Way-finding Signage and Entrance Gateways

WHAT IS WAYFINDING AND HOW DOES THE IAF HELP YOU CREATE OR IMPROVE IT?

In the most familiar sense we use wayfinding daily to navigate hallways and streets, as we move through buildings and cities. But wayfinding also defines specific places, as it identifies borders and the uses within them. IAF and its members help you inform and direct your residents and visitors, to services and amenities located within your community.

To locate routes, find their destination and plan their return, people make choices based on information they collect through their senses. When finding themselves in unfamiliar surroundings, people depend on wayfinding to inform their decisions. And for those residents and employees who already feel familiar with their environments, the process of wayfinding becomes “placemaking” to better define what activities and amenities are within those centers.

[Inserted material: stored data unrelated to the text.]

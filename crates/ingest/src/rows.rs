//! Typed conversion of normalized tables
//!
//! Rows that cannot become a [`ContractRow`] or [`UnderlyingQuote`] are
//! dropped and counted per reason in a [`TableReport`]; conversion itself
//! never fails.

use crate::table::RawTable;
use chrono::{Days, NaiveDate};
use common::{parse_date, ContractRow, OptionRight, UnderlyingQuote};
use serde::Serialize;
use std::collections::BTreeMap;
use tracing::debug;

/// Row accounting for one converted table
#[derive(Debug, Clone, Default, PartialEq, Serialize)]
pub struct TableReport {
    pub table: String,
    pub rows_in: usize,
    pub rows_out: usize,
    /// Dropped row counts keyed by reason
    pub dropped: BTreeMap<String, usize>,
    /// Required columns absent from the table
    pub missing_columns: Vec<String>,
}

impl TableReport {
    fn new(table: &str, rows_in: usize) -> Self {
        Self {
            table: table.to_string(),
            rows_in,
            ..Default::default()
        }
    }

    fn drop_row(&mut self, reason: &str) {
        *self.dropped.entry(reason.to_string()).or_default() += 1;
    }

    fn drop_all(&mut self, column: &str) {
        self.missing_columns.push(column.to_string());
        if self.rows_in > 0 {
            *self.dropped.entry("missing_column".to_string()).or_default() += self.rows_in;
        }
    }

    pub fn dropped_total(&self) -> usize {
        self.dropped.values().sum()
    }
}

struct ContractColumns {
    strike: Option<usize>,
    right: Option<usize>,
    expiration: Option<usize>,
    dte: Option<usize>,
    delta: Option<usize>,
    gamma: Option<usize>,
    iv_pct: Option<usize>,
    bid: Option<usize>,
    ask: Option<usize>,
    close: Option<usize>,
    volume: Option<usize>,
    open_interest: Option<usize>,
}

impl ContractColumns {
    fn resolve(table: &RawTable) -> Self {
        Self {
            strike: table.column_index("strike"),
            right: table.column_index("right"),
            expiration: table.column_index("expiration"),
            dte: table.column_index("dte"),
            delta: table.column_index("delta"),
            gamma: table.column_index("gamma"),
            iv_pct: table.column_index("iv_pct"),
            bid: table.column_index("bid"),
            ask: table.column_index("ask"),
            close: table.column_index("close"),
            volume: table.column_index("volume"),
            open_interest: table.column_index("open_interest"),
        }
    }
}

/// Convert a normalized option table into [`ContractRow`]s
///
/// `strike` and `right` are required. The expiration comes from the
/// `expiration` column, or from `observation_date + dte` when only a `dte`
/// column is present. A `dte` column, when present, overrides the derived
/// days to expiration. Contracts that expired before `observation_date`
/// are dropped, as are `dte` cells outside the `u32` range or pointing past
/// the last representable date.
pub fn into_contract_rows(
    table: &RawTable,
    label: &str,
    observation_date: NaiveDate,
) -> (Vec<ContractRow>, TableReport) {
    let mut report = TableReport::new(label, table.len());
    let cols = ContractColumns::resolve(table);

    let (Some(strike_col), Some(right_col)) = (cols.strike, cols.right) else {
        for (name, col) in [("strike", cols.strike), ("right", cols.right)] {
            if col.is_none() {
                report.drop_all(name);
            }
        }
        debug!(table = label, missing = ?report.missing_columns, "Table lacks required columns");
        return (Vec::new(), report);
    };
    if cols.expiration.is_none() && cols.dte.is_none() {
        report.drop_all("expiration");
        return (Vec::new(), report);
    }

    let mut rows = Vec::with_capacity(table.len());
    for r in 0..table.len() {
        let Some(strike) = table.float(r, Some(strike_col)).filter(|s| *s > 0.0) else {
            report.drop_row("invalid_strike");
            continue;
        };
        let Some(right) = table.cell(r, right_col).and_then(OptionRight::parse) else {
            report.drop_row("invalid_right");
            continue;
        };

        let dte_cell = match table.count(r, cols.dte).map(u32::try_from) {
            Some(Ok(dte)) => Some(dte),
            Some(Err(_)) => {
                report.drop_row("invalid_dte");
                continue;
            }
            None => None,
        };
        let expiration = cols
            .expiration
            .and_then(|c| table.cell(r, c))
            .and_then(|c| parse_date(c).ok())
            .or_else(|| {
                dte_cell.and_then(|d| observation_date.checked_add_days(Days::new(u64::from(d))))
            });
        let Some(expiration) = expiration else {
            report.drop_row("invalid_expiration");
            continue;
        };
        if expiration < observation_date {
            report.drop_row("expired");
            continue;
        }

        let mut row = ContractRow::new(strike, right, expiration, observation_date);
        if let Some(dte) = dte_cell {
            row.days_to_expiration = dte;
        }
        row.delta = table.float(r, cols.delta);
        row.gamma = table.float(r, cols.gamma);
        row.implied_vol_pct = table.float(r, cols.iv_pct);
        row.bid = table.float(r, cols.bid);
        row.ask = table.float(r, cols.ask);
        row.close = table.float(r, cols.close);
        row.volume = table.count(r, cols.volume);
        row.open_interest = table.count(r, cols.open_interest);
        rows.push(row);
    }

    report.rows_out = rows.len();
    if report.dropped_total() > 0 {
        debug!(table = label, dropped = ?report.dropped, "Dropped unconvertible rows");
    }
    (rows, report)
}

/// Convert a normalized underlying history table into [`UnderlyingQuote`]s,
/// sorted by date. `date` and `close` are required.
pub fn into_quotes(table: &RawTable, symbol: &str) -> (Vec<UnderlyingQuote>, TableReport) {
    let mut report = TableReport::new("stock_history", table.len());
    let date_col = table.column_index("date");
    let close_col = table.column_index("close");

    let (Some(date_col), Some(close_col)) = (date_col, close_col) else {
        for (name, col) in [("date", date_col), ("close", close_col)] {
            if col.is_none() {
                report.drop_all(name);
            }
        }
        return (Vec::new(), report);
    };

    let open = table.column_index("open");
    let high = table.column_index("high");
    let low = table.column_index("low");
    let volume = table.column_index("volume");

    let mut quotes = Vec::with_capacity(table.len());
    for r in 0..table.len() {
        let Some(date) = table.cell(r, date_col).and_then(|c| parse_date(c).ok()) else {
            report.drop_row("invalid_date");
            continue;
        };
        let Some(close) = table.float(r, Some(close_col)) else {
            report.drop_row("invalid_close");
            continue;
        };
        let mut quote = UnderlyingQuote::new(symbol, date, close);
        quote.open = table.float(r, open);
        quote.high = table.float(r, high);
        quote.low = table.float(r, low);
        quote.volume = table.count(r, volume);
        quotes.push(quote);
    }
    quotes.sort_by_key(|q| q.date);

    report.rows_out = quotes.len();
    (quotes, report)
}

#[cfg(test)]
mod tests {
    use super::*;
    use crate::normalize_columns;
    use config::NormalizerConfig;

    fn date(y: i32, m: u32, d: u32) -> NaiveDate {
        NaiveDate::from_ymd_opt(y, m, d).unwrap()
    }

    fn normalized(columns: &[&str], rows: &[&[&str]]) -> RawTable {
        normalize_columns(&RawTable::from_strs(columns, rows), &NormalizerConfig::default())
    }

    #[test]
    fn test_contract_rows() {
        let table = normalized(
            &["strike", "right", "expiration", "delta", "gamma", "implied_vol", "vol", "oi"],
            &[
                &["430000", "C", "20250203", "0.52", "0.01", "0.2", "12", "100"],
                &["425000", "P", "20250203", "-0.41", "", "0.22", "3.0", "50"],
            ],
        );
        let (rows, report) = into_contract_rows(&table, "greeks", date(2025, 1, 27));
        assert_eq!(rows.len(), 2);
        assert_eq!(report.rows_out, 2);
        assert_eq!(report.dropped_total(), 0);

        let call = &rows[0];
        assert_eq!(call.strike, 430.0);
        assert_eq!(call.right, OptionRight::Call);
        assert_eq!(call.days_to_expiration, 7);
        assert!((call.implied_vol_pct.unwrap() - 20.0).abs() < 1e-9);
        assert_eq!(call.volume, Some(12));
        assert_eq!(call.open_interest, Some(100));

        let put = &rows[1];
        assert_eq!(put.gamma, None);
        assert_eq!(put.volume, Some(3));
    }

    #[test]
    fn test_bad_rows_are_counted() {
        let table = normalized(
            &["strike", "right", "expiration"],
            &[
                &["430", "X", "20250203"],
                &["", "C", "20250203"],
                &["430", "C", "20250120"],
                &["430", "C", "garbage"],
                &["430", "C", "20250127"],
            ],
        );
        let (rows, report) = into_contract_rows(&table, "greeks", date(2025, 1, 27));
        assert_eq!(rows.len(), 1);
        assert_eq!(rows[0].days_to_expiration, 0);
        assert_eq!(report.dropped.get("invalid_right"), Some(&1));
        assert_eq!(report.dropped.get("invalid_strike"), Some(&1));
        assert_eq!(report.dropped.get("expired"), Some(&1));
        assert_eq!(report.dropped.get("invalid_expiration"), Some(&1));
    }

    #[test]
    fn test_dte_column_wins() {
        let table = normalized(
            &["strike", "right", "expiration", "dte"],
            &[&["430", "C", "20250203", "8"]],
        );
        let (rows, _) = into_contract_rows(&table, "greeks", date(2025, 1, 27));
        assert_eq!(rows[0].days_to_expiration, 8);

        let table = normalized(&["strike", "right", "dte"], &[&["430", "P", "30"]]);
        let (rows, _) = into_contract_rows(&table, "greeks", date(2025, 1, 27));
        assert_eq!(rows[0].expiration, date(2025, 2, 26));
        assert_eq!(rows[0].days_to_expiration, 30);
    }

    #[test]
    fn test_out_of_range_dte_is_dropped() {
        // past the last representable date
        let table = normalized(&["strike", "right", "dte"], &[&["430", "P", "100000000"]]);
        let (rows, report) = into_contract_rows(&table, "greeks", date(2025, 1, 27));
        assert!(rows.is_empty());
        assert_eq!(report.dropped.get("invalid_expiration"), Some(&1));

        // does not fit a u32 day count
        let table = normalized(
            &["strike", "right", "expiration", "dte"],
            &[&["430", "P", "20250203", "4294967303"], &["430", "C", "20250203", "7"]],
        );
        let (rows, report) = into_contract_rows(&table, "greeks", date(2025, 1, 27));
        assert_eq!(rows.len(), 1);
        assert_eq!(rows[0].right, OptionRight::Call);
        assert_eq!(report.dropped.get("invalid_dte"), Some(&1));
    }

    #[test]
    fn test_missing_required_columns() {
        let table = normalized(&["strike", "delta"], &[&["430", "0.5"]]);
        let (rows, report) = into_contract_rows(&table, "greeks", date(2025, 1, 27));
        assert!(rows.is_empty());
        assert_eq!(report.missing_columns, vec!["right".to_string()]);
        assert_eq!(report.dropped.get("missing_column"), Some(&1));

        let (rows, report) = into_contract_rows(&RawTable::default(), "prices", date(2025, 1, 27));
        assert!(rows.is_empty());
        assert_eq!(report.dropped_total(), 0);
    }

    #[test]
    fn test_quotes_sorted_by_date() {
        let table = normalized(
            &["date", "open", "high", "low", "close", "volume"],
            &[
                &["20250128", "601", "605", "600", "604", "1000"],
                &["20250127", "598", "602", "597", "600", "900"],
                &["20250129", "", "", "", "", ""],
            ],
        );
        let (quotes, report) = into_quotes(&table, "SPY");
        assert_eq!(quotes.len(), 2);
        assert_eq!(quotes[0].date, date(2025, 1, 27));
        assert_eq!(quotes[1].close, 604.0);
        assert_eq!(quotes[1].volume, Some(1000));
        assert_eq!(report.dropped.get("invalid_close"), Some(&1));
    }
}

For instance having a part of downtown that has old, historic buildings may benefit from being rebranded as “The Historic District” of your community. Wayfinding provides information at strategic points to guide people in the right direction to the Historic District and goes further, to align the services, look and feel of this unique place as a center of living history. How you message that the Historic District exists, where it is located, where are the borders and what happens within them is the process of wayfinding and placemaking.

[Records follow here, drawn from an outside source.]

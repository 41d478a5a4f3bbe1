//! Bid/ask spread liquidity and the stress index
//!
//! ```text
//! spread_pct   = (ask - bid) / close * 100
//! stress_index = min(avg_spread_pct / scale * 50 + illiquid / rows * 50, 100)
//! ```
//!
//! Rows without a full quote and a positive close have a zero spread. Rows
//! at or above the artifact threshold are discarded before aggregation.

use crate::diagnostics::{stage, Diagnostics};
use common::ContractRow;
use config::LiquidityConfig;
use serde::Serialize;
use tracing::debug;

#[derive(Debug, Clone, Copy, Default, PartialEq, Serialize)]
pub struct LiquidityMetrics {
    #[serde(rename = "liquidity_avg_spread_pct")]
    pub avg_spread_pct: f64,
    #[serde(rename = "liquidity_median_spread_pct")]
    pub median_spread_pct: f64,
    #[serde(rename = "liquidity_max_spread_pct")]
    pub max_spread_pct: f64,
    #[serde(rename = "liquidity_total_volume")]
    pub total_volume: u64,
    #[serde(rename = "liquidity_avg_volume")]
    pub avg_volume: f64,
    #[serde(rename = "liquidity_illiquid_contracts")]
    pub illiquid_contracts: usize,
    #[serde(rename = "liquidity_zero_volume_contracts")]
    pub zero_volume_contracts: usize,
    #[serde(rename = "liquidity_stress_index")]
    pub stress_index: f64,
}

/// Quoted spread as a percentage of the close
pub fn spread_pct(row: &ContractRow) -> f64 {
    match (row.bid, row.ask, row.close) {
        (Some(bid), Some(ask), Some(close)) if close > 0.0 => (ask - bid) / close * 100.0,
        _ => 0.0,
    }
}

fn median(sorted: &[f64]) -> f64 {
    let n = sorted.len();
    match n {
        0 => 0.0,
        _ if n % 2 == 1 => sorted[n / 2],
        _ => (sorted[n / 2 - 1] + sorted[n / 2]) / 2.0,
    }
}

pub struct LiquidityAnalyzer {
    config: LiquidityConfig,
}

impl LiquidityAnalyzer {
    pub fn new(config: LiquidityConfig) -> Self {
        Self { config }
    }

    /// Spread statistics over price rows. Missing volume counts as zero.
    pub fn compute(&self, prices: &[ContractRow], diag: &mut Diagnostics) -> LiquidityMetrics {
        let kept: Vec<(f64, u64)> = prices
            .iter()
            .map(|r| (spread_pct(r), r.volume.unwrap_or(0)))
            .filter(|(spread, _)| *spread < self.config.artifact_spread_pct)
            .collect();
        diag.drop_rows(stage::LIQUIDITY, "spread_artifact", prices.len() - kept.len());

        if kept.is_empty() {
            diag.neutral(stage::LIQUIDITY, "empty_input");
            return LiquidityMetrics::default();
        }

        let n = kept.len() as f64;
        let mut spreads: Vec<f64> = kept.iter().map(|(s, _)| *s).collect();
        spreads.sort_by(f64::total_cmp);

        let total_volume: u64 = kept.iter().map(|(_, v)| *v).sum();
        let avg_spread_pct = spreads.iter().sum::<f64>() / n;
        let illiquid_contracts = spreads
            .iter()
            .filter(|s| **s > self.config.illiquid_spread_pct)
            .count();

        let metrics = LiquidityMetrics {
            avg_spread_pct,
            median_spread_pct: median(&spreads),
            max_spread_pct: spreads.last().copied().unwrap_or(0.0),
            total_volume,
            avg_volume: total_volume as f64 / n,
            illiquid_contracts,
            zero_volume_contracts: kept.iter().filter(|(_, v)| *v == 0).count(),
            stress_index: self.stress_index(avg_spread_pct, illiquid_contracts, kept.len()),
        };

        debug!(
            rows = kept.len(),
            avg_spread_pct = metrics.avg_spread_pct,
            stress_index = metrics.stress_index,
            "Liquidity computed"
        );
        metrics
    }

    /// Clamped to `[0, 100]`; zero rows give zero
    pub fn stress_index(&self, avg_spread_pct: f64, illiquid: usize, rows: usize) -> f64 {
        if rows == 0 {
            return 0.0;
        }
        let spread_part = avg_spread_pct / self.config.stress_spread_scale * 50.0;
        let illiquid_part = illiquid as f64 / rows as f64 * 50.0;
        let score = spread_part + illiquid_part;
        if score.is_finite() {
            score.clamp(0.0, 100.0)
        } else {
            0.0
        }
    }

    /// Contracts meeting the minimum volume, open interest and bid
    pub fn investable_contracts(&self, merged: &[ContractRow]) -> usize {
        merged
            .iter()
            .filter(|r| {
                r.volume.map_or(false, |v| v >= self.config.min_volume)
                    && r.open_interest.map_or(false, |oi| oi >= self.config.min_open_interest)
                    && r.bid.map_or(false, |b| b >= self.config.min_bid)
            })
            .count()
    }
}

#[cfg(test)]
mod tests {
    use super::*;
    use chrono::NaiveDate;
    use common::OptionRight;

    fn quote(bid: f64, ask: f64, close: f64, volume: u64) -> ContractRow {
        let d = NaiveDate::from_ymd_opt(2025, 1, 27).unwrap();
        ContractRow::new(100.0, OptionRight::Call, d, d)
            .with_quote(bid, ask)
            .with_close(close)
            .with_volume(volume)
    }

    fn analyzer() -> LiquidityAnalyzer {
        LiquidityAnalyzer::new(LiquidityConfig::default())
    }

    #[test]
    fn test_spread_pct() {
        assert!((spread_pct(&quote(1.0, 1.1, 1.0, 1)) - 10.0).abs() < 1e-9);
        assert_eq!(spread_pct(&quote(1.0, 1.1, 0.0, 1)), 0.0);
        let d = NaiveDate::from_ymd_opt(2025, 1, 27).unwrap();
        assert_eq!(spread_pct(&ContractRow::new(1.0, OptionRight::Put, d, d).with_close(1.0)), 0.0);
    }

    #[test]
    fn test_liquidity_metrics() {
        let prices = vec![
            quote(1.00, 1.02, 1.0, 100), // 2%
            quote(1.00, 1.04, 1.0, 0),   // 4%
            quote(1.00, 1.30, 1.0, 50),  // 30%
            quote(0.10, 1.50, 1.0, 10),  // 140%, artifact
        ];
        let mut diag = Diagnostics::default();
        let m = analyzer().compute(&prices, &mut diag);

        assert_eq!(diag.dropped_count(stage::LIQUIDITY, "spread_artifact"), 1);
        assert!((m.avg_spread_pct - 12.0).abs() < 1e-9);
        assert!((m.median_spread_pct - 4.0).abs() < 1e-9);
        assert!((m.max_spread_pct - 30.0).abs() < 1e-9);
        assert_eq!(m.total_volume, 150);
        assert!((m.avg_volume - 50.0).abs() < 1e-9);
        assert_eq!(m.illiquid_contracts, 1);
        assert_eq!(m.zero_volume_contracts, 1);
        // 12 / 5 * 50 = 120, capped
        assert_eq!(m.stress_index, 100.0);
    }

    #[test]
    fn test_stress_index_bounds() {
        let a = analyzer();
        assert_eq!(a.stress_index(0.0, 0, 0), 0.0);
        assert!((a.stress_index(1.0, 1, 4) - 22.5).abs() < 1e-9);
        assert_eq!(a.stress_index(-50.0, 0, 3), 0.0);
        assert_eq!(a.stress_index(1e9, 3, 3), 100.0);

        let mut diag = Diagnostics::default();
        let empty = a.compute(&[], &mut diag);
        assert_eq!(empty.stress_index, 0.0);
        assert!(diag.has_neutral(stage::LIQUIDITY, "empty_input"));
    }

    #[test]
    fn test_investable_contracts() {
        let rows = vec![
            quote(0.50, 0.55, 0.5, 10).with_open_interest(100),
            quote(0.50, 0.55, 0.5, 4).with_open_interest(100),
            quote(0.50, 0.55, 0.5, 10).with_open_interest(9),
            quote(0.00, 0.05, 0.5, 10).with_open_interest(100),
            quote(0.50, 0.55, 0.5, 10),
        ];
        assert_eq!(analyzer().investable_contracts(&rows), 1);
    }
}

One of the most visible components of wayfinding is signage, but that is only a part of the process. For instance, landmarks can facilitate wayfinding. A landmark could be a building, landscape feature, an art object or sign. These elements combine to shape the identity, theme or sense of place for your community. In our work we:

  • Identify borders and what happens with them, currently or as part of a plan
  • Create clear, consistent and comprehensive visual communication
  • Determine key strategic points to guide people in the right direction
  • Provide the right information at the right time that creates a natural flow
  • Collect information through an audit of your community’s built environment to help us recommend routes

Of course in addition to landmarks, signage is an important component of wayfinding. As our CDP team assesses the best orientation tools for your community, we will focus on four types of signs:

  • Information: signs conveying information about services and facilities, such as maps, directories or instructional signs
  • Direction: signs showing the location of services, facilities, functional spaces and key areas such as sign posts or directional arrows
  • Identification: signs indicating services and facilities, such as room names and numbers, restrooms or floor levels
  • Safety and regulatory: Signs giving safety instructions, such as warning, traffic, exit or rules and regulations signs

When our team takes on wayfinding as part of our CDP engagement, we deliver a program and strategy that provides solutions for how people find their way to, and within, your community, and the lasting image that stays with them. We define destination centers by their uses, signage and landmarks, to create memorable places for residents and visitors alike.